◆ **Record extracts**

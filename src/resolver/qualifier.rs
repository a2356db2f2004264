/// Variable name qualifier
///
/// Splits a possibly nested or indexed variable name such as `order[2].amount`
/// into the longest prefix known to a mapping table and the suffix to re-append
/// after the prefix has been mapped.

use std::collections::HashMap;

/// Separates a user-type field from its owner (`customer.name`)
pub const FIELD_DELIMITER: char = '.';

/// Opens a component index (`total[2]`)
pub const COMPONENT_QUALIFIER_START: char = '[';

/// Closes a component index
pub const COMPONENT_QUALIFIER_END: char = ']';

/// Result of splitting a name: `base` + `remainder` always equals the input
#[derive(Debug, Clone, Copy, PartialEq, Eq)]
pub struct QualifiedName<'a> {
    /// Longest known prefix, or the whole name when nothing matched
    pub base: &'a str,
    /// Stripped `.field` / `[index]` segments, in original order
    pub remainder: &'a str,
}

impl<'a> QualifiedName<'a> {
    fn unmatched(name: &'a str) -> Self {
        Self {
            base: name,
            remainder: "",
        }
    }

    /// Target of `base` in `table`
    pub fn mapped<'t>(&self, table: &'t HashMap<String, String>) -> Option<&'t str> {
        table.get(self.base).map(String::as_str)
    }
}

/// Split `name` against a predicate telling which base names are known
///
/// Starting from the full name, the last structural segment is stripped until
/// `is_known` accepts the prefix. Field delimiters are stripped before component
/// qualifiers. If no prefix is accepted the whole name is returned with an
/// empty remainder.
pub fn split_qualified_name<'a>(name: &'a str, mut is_known: impl FnMut(&str) -> bool) -> QualifiedName<'a> {
    let mut end = name.len();
    while !is_known(&name[..end]) {
        match last_segment_start(&name[..end]) {
            Some(start) => end = start,
            None => return QualifiedName::unmatched(name),
        }
    }
    QualifiedName {
        base: &name[..end],
        remainder: &name[end..],
    }
}

/// Split `name` against the keys of a mapping table
pub fn qualify<'a, V>(name: &'a str, table: &HashMap<String, V>) -> QualifiedName<'a> {
    split_qualified_name(name, |candidate| table.contains_key(candidate))
}

/// Index qualifier appended to a parent name for a multi-instance child (`[k]`)
pub fn component_qualifier(index: u32) -> String {
    format!("{}{}{}", COMPONENT_QUALIFIER_START, index, COMPONENT_QUALIFIER_END)
}

fn last_segment_start(name: &str) -> Option<usize> {
    name.rfind(FIELD_DELIMITER)
        .or_else(|| name.rfind(COMPONENT_QUALIFIER_START))
}

#[cfg(test)]
mod tests {
    use super::*;
    use proptest::prelude::*;

    fn table(keys: &[&str]) -> HashMap<String, String> {
        keys.iter()
            .map(|key| (key.to_string(), format!("parent_{}", key)))
            .collect()
    }

    #[test]
    fn exact_match_has_empty_remainder() {
        let qualified = qualify("amount", &table(&["amount"]));
        assert_eq!(qualified.base, "amount");
        assert_eq!(qualified.remainder, "");
    }

    #[test]
    fn strips_fields_then_components() {
        let mappings = table(&["order"]);

        let qualified = qualify("order.amount", &mappings);
        assert_eq!((qualified.base, qualified.remainder), ("order", ".amount"));

        let qualified = qualify("order[3].lines[1].price", &mappings);
        assert_eq!((qualified.base, qualified.remainder), ("order", "[3].lines[1].price"));
        assert_eq!(qualified.mapped(&mappings), Some("parent_order"));
    }

    #[test]
    fn longest_known_prefix_wins() {
        let qualified = qualify("order.customer.name", &table(&["order", "order.customer"]));
        assert_eq!((qualified.base, qualified.remainder), ("order.customer", ".name"));
    }

    #[test]
    fn unmatched_name_is_returned_whole() {
        let mappings = table(&["other"]);
        let qualified = qualify("order[1].amount", &mappings);

        assert_eq!((qualified.base, qualified.remainder), ("order[1].amount", ""));
        assert_eq!(qualified.mapped(&mappings), None);
        assert_eq!(qualify("plain", &HashMap::<String, String>::new()).base, "plain");
    }

    #[test]
    fn component_qualifier_uses_brackets() {
        assert_eq!(component_qualifier(2), "[2]");
    }

    proptest! {
        #[test]
        fn base_and_remainder_rebuild_the_name(
            name in "[a-c]{1,3}([.][a-c]{1,3}|\\[[0-9]\\]){0,4}",
            keys in prop::collection::vec("[a-c]{1,3}([.][a-c]{1,3}|\\[[0-9]\\]){0,2}", 0..5),
        ) {
            let mappings: HashMap<String, String> =
                keys.into_iter().map(|key| (key.clone(), key)).collect();
            let qualified = qualify(&name, &mappings);

            prop_assert_eq!(format!("{}{}", qualified.base, qualified.remainder), name.clone());
            if !qualified.remainder.is_empty() {
                prop_assert!(mappings.contains_key(qualified.base));
            }
        }
    }
}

◆ **Your goal**
Scan the records above for the lines holding "COMPONENT_QUALIFIER_START, index, COMPONENT_QUALIFIER_END)" and "use super::*;". Transcribe those two and every line between them word for word, and no others.

◆ **Finished exercise**
    format!("{}{}{}", COMPONENT_QUALIFIER_START, index, COMPONENT_QUALIFIER_END)
}

fn last_segment_start(name: &str) -> Option<usize> {
    name.rfind(FIELD_DELIMITER)
        .or_else(|| name.rfind(COMPONENT_QUALIFIER_START))
}

#[cfg(test)]
mod tests {
    use super::*;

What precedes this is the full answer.